SamplingError: Initial evaluation of model at starting point failed!                                             
Starting values:                                                                                                 
{'cut_ordered__': array([-2.9111608 ,  0.40300104,  0.31628445, -0.30367939,  0.51787646,                        
        0.2265195 ]), 'β0': array(-0.42200085)}                                                                  
                                                                                                                 
Logp initial evaluation results:                                                                                 
{'cut': 0.85, 'β0': -1.01, 'y': -inf}     

I think I might know what causes that and my fault for not being clear - the Categorical distribution at the heart of all of this requires the observed data to be 0, 1, … K. In the above data I subtracted 1 from the observed responses and put it in the dataframe as ‘y’. Force of habit at this point! Try subtracting one from the data that go into observed.

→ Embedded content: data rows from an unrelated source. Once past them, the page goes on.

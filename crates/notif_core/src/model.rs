use std::path::PathBuf;

use serde::{Deserialize, Serialize};

use crate::error::NotificationError;

/// Shortest interval the platform accepts for a repeating time-interval trigger.
pub const MIN_REPEAT_INTERVAL_SECS: i64 = 60;

/// Attachment identifier used for bundled images.
pub const IMAGE_ATTACHMENT_ID: &str = "image";

/// Snapshot of one pending or delivered notification, copied out of the
/// platform store at query time.
#[derive(Debug, Clone, Default, Serialize, Deserialize, PartialEq, Eq)]
pub struct NotificationRequest {
    pub identifier: String,
    pub title: String,
    pub subtitle: String,
    pub body: String,
}

#[derive(Debug, Clone, Serialize, Deserialize, PartialEq, Eq)]
pub struct ImageAttachment {
    pub identifier: String,
    pub path: PathBuf,
}

#[derive(Debug, Clone, Default, Serialize, Deserialize, PartialEq, Eq)]
pub struct NotificationContent {
    pub title: String,
    pub subtitle: String,
    pub body: String,
    pub attachments: Vec<ImageAttachment>,
}

impl NotificationContent {
    pub fn new(title: impl Into<String>, body: impl Into<String>) -> Self {
        Self {
            title: title.into(),
            body: body.into(),
            ..Self::default()
        }
    }

    pub fn with_subtitle(mut self, subtitle: impl Into<String>) -> Self {
        self.subtitle = subtitle.into();
        self
    }

    pub fn with_attachment(mut self, attachment: ImageAttachment) -> Self {
        self.attachments.push(attachment);
        self
    }
}

#[derive(Debug, Clone, Copy, Serialize, Deserialize, PartialEq, Eq)]
pub enum Trigger {
    TimeInterval { seconds: i64, repeats: bool },
}

impl Trigger {
    /// Builds a time-interval trigger, rejecting intervals the platform would
    /// refuse at construction time.
    pub fn time_interval(seconds: i64, repeats: bool) -> Result<Self, NotificationError> {
        if seconds <= 0 {
            return Err(NotificationError::InvalidTrigger(format!(
                "time interval must be positive, got {seconds}s"
            )));
        }
        if repeats && seconds < MIN_REPEAT_INTERVAL_SECS {
            return Err(NotificationError::InvalidTrigger(format!(
                "repeating interval must be at least {MIN_REPEAT_INTERVAL_SECS}s, got {seconds}s"
            )));
        }
        Ok(Self::TimeInterval { seconds, repeats })
    }

    pub fn seconds(&self) -> i64 {
        match self {
            Self::TimeInterval { seconds, .. } => *seconds,
        }
    }

    pub fn repeats(&self) -> bool {
        match self {
            Self::TimeInterval { repeats, .. } => *repeats,
        }
    }
}

#[derive(Debug, Clone, Serialize, Deserialize, PartialEq, Eq)]
pub struct ScheduledNotification {
    pub identifier: String,
    pub content: NotificationContent,
    pub trigger: Trigger,
}

impl ScheduledNotification {
    pub fn snapshot(&self) -> NotificationRequest {
        NotificationRequest {
            identifier: self.identifier.clone(),
            title: self.content.title.clone(),
            subtitle: self.content.subtitle.clone(),
            body: self.content.body.clone(),
        }
    }
}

Thanks! So using the data file I found online https://github.com/jodyabney/DBDA2Eprograms/blob/master/OrdinalProbitData-1grp-1.csv, I would start your code with:

 # Load data
    df = pd.read_csv('OrdinalProbitData-1grp-1.csv').rename(columns={'Y': 'y'})-1
    df['intercept'] = 1

Right, that would work! Mine went something like

df = (pd.read_csv('OrdinalProbitData-1grp-1.csv')
      .assign(y=lambda x: x['Y'] - 1, intercept=1)
)

I’m surprised you have an intercept and a full set of cut points. Isn’t the intercept redundant with one of your cut points in this formulation?

I’m trying to generalize your code to more than one predictive variable dimension.

You’re right here that the intercept isn’t necessary. Its more of a placeholder for the terms of a linear model that I stuck in for mental clarity. McElreath’s formulation is to use the inverse logit, estimate all the K-1 cutpoints, and put in the linear predictor coefficients.

So in my example above you could expand the deterministic eta line with terms:

η = pm.Deterministic('η', pm.invlogit(cut - β1*x1 + β2*x2))

Kruschke on the other hand fixes two cut points (first and last) to constants on the scale of the responses, and estimates the others. The sigma of the latent distribution is also estimated and the mean is the linear combination. I’m trying to get thoughts clear on all of this and will try to do a blog post or similar soon.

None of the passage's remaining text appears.